Action item: Scan the listing that follows and report how many lines contain "ConfigurationError". Write the number alone.

──────── Data for processing

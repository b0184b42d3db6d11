#![cfg(unix)]

use pretty_assertions::assert_eq;
use std::{fs, os::unix::fs::PermissionsExt, path::{Path, PathBuf}};
use tubeq_factory::dispatcher::{DownloadEngine, EngineError, FetchStatus, YtDlpEngine};
use tubeq_factory::Mode;

fn fake_ytdlp(dir: &Path, body: &str) -> PathBuf {
    let path = dir.join("yt-dlp");
    fs::write(&path, format!("#!/bin/sh\n{}\n", body)).unwrap();
    fs::set_permissions(&path, fs::Permissions::from_mode(0o755)).unwrap();
    path
}

#[test]
fn reports_progress_and_saved_file() {
    let tmp = tempfile::tempdir().unwrap();
    let bin = fake_ytdlp(
        tmp.path(),
        r#"echo "[youtube] abc: Downloading webpage"
echo "[download]  50.0% of 1.00MiB"
echo "[download] 100% of 1.00MiB"
echo "[postprocess] abc"
echo "[saved] /downloads/Someone/Title.mp3""#,
    );
    let mut engine = YtDlpEngine::new(bin);
    let options = Mode::Audio.options(tmp.path());
    let mut seen = Vec::new();

    engine
        .fetch("https://youtu.be/abc", &options, &mut |s| seen.push(s))
        .unwrap();

    assert_eq!(
        seen,
        vec![
            FetchStatus::Starting,
            FetchStatus::Downloading(0.5),
            FetchStatus::Downloading(1.0),
            FetchStatus::PostProcessing,
            FetchStatus::Saved(PathBuf::from("/downloads/Someone/Title.mp3")),
        ]
    );
}

#[test]
fn passes_url_last() {
    let tmp = tempfile::tempdir().unwrap();
    let log = tmp.path().join("args.txt");
    let bin = fake_ytdlp(
        tmp.path(),
        &format!(r#"printf '%s\n' "$@" > "{}""#, log.display()),
    );
    let mut engine = YtDlpEngine::new(bin);
    let options = Mode::Audio.options(tmp.path());

    engine
        .fetch("https://youtu.be/abc", &options, &mut |_| {})
        .unwrap();

    let args = fs::read_to_string(&log).unwrap();
    let args: Vec<&str> = args.lines().collect();
    assert_eq!(args.first().copied(), Some("-f"));
    assert_eq!(args.get(1).copied(), Some("bestaudio/best"));
    assert!(args.contains(&"--extract-audio"));
    assert_eq!(args.last().copied(), Some("https://youtu.be/abc"));
}

#[test]
fn non_zero_exit_carries_the_error_line() {
    let tmp = tempfile::tempdir().unwrap();
    let bin = fake_ytdlp(
        tmp.path(),
        r#"echo "WARNING: ignore me" >&2
echo "ERROR: [youtube] abc: Video unavailable" >&2
exit 1"#,
    );
    let mut engine = YtDlpEngine::new(bin);
    let options = Mode::Full.options(tmp.path());

    let err = engine
        .fetch("https://youtu.be/abc", &options, &mut |_| {})
        .unwrap_err();

    match err {
        EngineError::Failed { status, message } => {
            assert_eq!(status, Some(1));
            assert_eq!(message, "ERROR: [youtube] abc: Video unavailable");
        }
        other => panic!("unexpected error: {other:?}"),
    }
}

#[test]
fn missing_binary_is_a_spawn_error() {
    let tmp = tempfile::tempdir().unwrap();
    let mut engine = YtDlpEngine::new(tmp.path().join("does-not-exist"));
    let options = Mode::Full.options(tmp.path());

    let err = engine
        .fetch("https://youtu.be/abc", &options, &mut |_| {})
        .unwrap_err();

    assert!(matches!(err, EngineError::Spawn { .. }));
}
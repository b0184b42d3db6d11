mod cli;
mod core;
mod types;
mod utils;
mod ytdlp;

pub use cli::run_cli;
pub use self::core::process_batch;
pub use types::{BatchOutcome, BatchStatus, DownloadEngine, EngineError, FetchStatus};
pub use utils::{build_ytdlp_args, check_dependencies};
pub use ytdlp::YtDlpEngine;
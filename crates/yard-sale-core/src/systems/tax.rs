//! Tax Phase
//!
//! Agents above the mean pay a flat wealth tax; the proceeds are shared
//! equally among everyone at or below the mean.

use tracing::trace;

use crate::components::money::{floor_cents, round_cents};

/// What the tax phase moved in one round
#[derive(Debug, Clone, Copy, PartialEq, Default)]
pub struct TaxSummary {
    pub rich_count: usize,
    pub poor_count: usize,
    /// Tax collected after truncation to the cent
    pub collected: f64,
}

/// Applies the wealth tax at rate `chi` against `avg_wealth`.
///
/// The returned list holds the rich agents first and then the poor agents,
/// each group in its prior order. A balance equal to the mean counts as poor.
pub fn pay_tax<K>(
    balances: Vec<(K, f64)>,
    avg_wealth: f64,
    chi: f64,
) -> (Vec<(K, f64)>, TaxSummary) {
    let (mut rich, mut poor): (Vec<_>, Vec<_>) = balances
        .into_iter()
        .partition(|(_, wealth)| *wealth > avg_wealth);

    let rich_total: f64 = rich.iter().map(|(_, wealth)| wealth).sum();
    let tax = floor_cents(chi * rich_total);

    if !poor.is_empty() {
        let subsidy = tax / poor.len() as f64;
        for (_, wealth) in poor.iter_mut() {
            *wealth = round_cents(*wealth + subsidy);
        }
    }

    for (_, wealth) in rich.iter_mut() {
        *wealth = round_cents(*wealth - *wealth * chi);
    }

    let summary = TaxSummary {
        rich_count: rich.len(),
        poor_count: poor.len(),
        collected: tax,
    };
    trace!(?summary, "tax phase");

    rich.append(&mut poor);
    (rich, summary)
}
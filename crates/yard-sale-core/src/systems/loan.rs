//! Debt Floor
//!
//! Before the exchange every agent is advanced `kappa * avg_wealth`, and the
//! same amount is collected afterwards. Balances can therefore settle as low
//! as `-kappa * avg_wealth` without any per-agent debt being tracked.

use crate::components::money::round_cents;

/// Adds the uniform loan to every balance.
pub fn advance_loan<K>(balances: &mut [(K, f64)], loan: f64) {
    for (_, wealth) in balances.iter_mut() {
        *wealth = round_cents(*wealth + loan);
    }
}

/// Collects the uniform loan from every balance. `loan` must be the amount
/// advanced at the start of the same round.
pub fn repay_loan<K>(balances: &mut [(K, f64)], loan: f64) {
    for (_, wealth) in balances.iter_mut() {
        *wealth = round_cents(*wealth - loan);
    }
}
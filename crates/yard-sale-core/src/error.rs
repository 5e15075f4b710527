//! Error types for the yard sale simulation.

use thiserror::Error;

/// Result type for operations that may fail with any simulation error.
pub type Result<T> = std::result::Result<T, SaleError>;

/// Malformed initial wealth. Nothing is constructed when this is returned.
#[derive(Debug, Clone, PartialEq, Error)]
pub enum ValidationError {
    #[error("initial wealth needs at least two agents, got none")]
    Empty,
    #[error("initial wealth needs an even number of agents, got {0}")]
    OddAgentCount(usize),
    #[error("agent {0} appears more than once in the initial wealth")]
    DuplicateAgent(String),
    #[error("agent {agent} has a non-finite balance ({balance})")]
    NonFiniteBalance { agent: String, balance: f64 },
}

/// Inconsistent model or run parameters, detected before any round executes.
#[derive(Debug, Clone, PartialEq, Error)]
pub enum ConfigurationError {
    #[error("snapshot interval {interval} exceeds total rounds {total_rounds}, no snapshot could be taken")]
    SnapshotIntervalExceedsRounds { interval: u64, total_rounds: u64 },
    #[error("snapshot interval must be positive")]
    ZeroSnapshotInterval,
    #[error("total rounds must be positive")]
    ZeroRounds,
    #[error("{name} = {value} is invalid: {reason}")]
    InvalidParameter {
        name: &'static str,
        value: f64,
        reason: &'static str,
    },
    #[error("batch runs need at least one seed")]
    NoSeeds,
}

/// Degenerate input to a distribution analytic.
#[derive(Debug, Clone, Copy, PartialEq, Eq, Error)]
pub enum ArithmeticError {
    #[error("total wealth is zero")]
    ZeroTotalWealth,
}

/// Any error the simulation can surface.
#[derive(Debug, Clone, PartialEq, Error)]
pub enum SaleError {
    #[error("validation error: {0}")]
    Validation(#[from] ValidationError),
    #[error("configuration error: {0}")]
    Configuration(#[from] ConfigurationError),
    #[error("arithmetic error: {0}")]
    Arithmetic(#[from] ArithmeticError),
}
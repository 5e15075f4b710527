//! Snapshot Types
//!
//! Serialization structs for wealth snapshots.
//!
//! A snapshot captures every agent's balance after a given round, together
//! with summary metrics of the distribution at that point.

use serde::{Deserialize, Serialize};

/// Generates a snapshot ID for the given round.
pub fn generate_snapshot_id(round: u64) -> String {
    format!("snap_{:06}", round)
}

/// A single agent's balance
#[derive(Debug, Clone, PartialEq, Serialize, Deserialize)]
pub struct AgentBalance {
    pub agent_id: String,
    pub wealth: f64,
}

impl AgentBalance {
    pub fn new(agent_id: impl Into<String>, wealth: f64) -> Self {
        Self {
            agent_id: agent_id.into(),
            wealth,
        }
    }
}

/// Summary statistics of a wealth distribution
#[derive(Debug, Clone, Default, PartialEq, Serialize, Deserialize)]
pub struct DistributionMetrics {
    pub agent_count: usize,
    pub total_wealth: f64,
    pub mean_wealth: f64,
    pub median_wealth: f64,
    pub min_wealth: f64,
    pub max_wealth: f64,
    /// Absent when total wealth is zero
    #[serde(default, skip_serializing_if = "Option::is_none")]
    pub gini: Option<f64>,
    /// Share of total wealth held by the richest 10% of agents
    #[serde(default, skip_serializing_if = "Option::is_none")]
    pub top_decile_share: Option<f64>,
    /// Number of agents with a balance below zero
    #[serde(default)]
    pub agents_in_debt: usize,
}

/// One coordinate of a Lorenz curve
#[derive(Debug, Clone, Copy, PartialEq, Serialize, Deserialize)]
pub struct LorenzPoint {
    /// Cumulative population share
    pub x: f64,
    /// Cumulative wealth share
    pub y: f64,
}

impl LorenzPoint {
    pub fn new(x: f64, y: f64) -> Self {
        Self { x, y }
    }
}

/// Wealth of every agent after a round
#[derive(Debug, Clone, PartialEq, Serialize, Deserialize)]
pub struct WealthSnapshot {
    pub snapshot_id: String,
    pub round: u64,
    pub agents: Vec<AgentBalance>,
    pub metrics: DistributionMetrics,
}

impl WealthSnapshot {
    /// Creates an empty snapshot for a round.
    pub fn new(round: u64) -> Self {
        Self {
            snapshot_id: generate_snapshot_id(round),
            round,
            agents: Vec::new(),
            metrics: DistributionMetrics::default(),
        }
    }

    /// Finds an agent's balance by ID.
    pub fn find_agent(&self, agent_id: &str) -> Option<&AgentBalance> {
        self.agents.iter().find(|a| a.agent_id == agent_id)
    }

    /// Sum of all balances in the snapshot.
    pub fn total_wealth(&self) -> f64 {
        self.agents.iter().map(|a| a.wealth).sum()
    }

    /// Serializes the snapshot to pretty JSON.
    pub fn to_json_pretty(&self) -> Result<String, serde_json::Error> {
        serde_json::to_string_pretty(self)
    }

    /// Serializes the snapshot to compact JSON.
    pub fn to_json(&self) -> Result<String, serde_json::Error> {
        serde_json::to_string(self)
    }

    /// Deserializes a snapshot from JSON.
    pub fn from_json(json: &str) -> Result<Self, serde_json::Error> {
        serde_json::from_str(json)
    }
}
//! Population Setup
//!
//! Creates agents with uniform, random or explicit starting balances.

use rand::Rng;
use std::collections::BTreeMap;

use crate::components::money::round_cents;
use crate::components::WealthLedger;
use crate::error::{ConfigurationError, ValidationError};

/// Agent id for the agent at `index`
pub fn agent_id(index: usize) -> String {
    format!("agent_{:04}", index)
}

/// `count` agents that all start with `wealth`.
pub fn uniform_population(count: usize, wealth: f64) -> Result<WealthLedger<String>, ValidationError> {
    WealthLedger::new((0..count).map(|i| (agent_id(i), wealth)))
}

/// `count` agents with balances drawn uniformly from `[min_wealth, max_wealth]`,
/// rounded to cents.
pub fn random_population<R: Rng + ?Sized>(
    count: usize,
    min_wealth: f64,
    max_wealth: f64,
    rng: &mut R,
) -> crate::error::Result<WealthLedger<String>> {
    if !(min_wealth.is_finite() && max_wealth.is_finite()) || min_wealth > max_wealth {
        return Err(ConfigurationError::InvalidParameter {
            name: "max_wealth",
            value: max_wealth,
            reason: "wealth range must be finite with min <= max",
        }
        .into());
    }

    let balances: Vec<(String, f64)> = (0..count)
        .map(|i| (agent_id(i), round_cents(rng.gen_range(min_wealth..=max_wealth))))
        .collect();
    Ok(WealthLedger::new(balances)?)
}

/// Ledger from explicit balances, ordered by agent id.
pub fn explicit_population(balances: &BTreeMap<String, f64>) -> Result<WealthLedger<String>, ValidationError> {
    WealthLedger::new(balances.iter().map(|(id, wealth)| (id.clone(), *wealth)))
}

────────────────

Solution to this problem: 4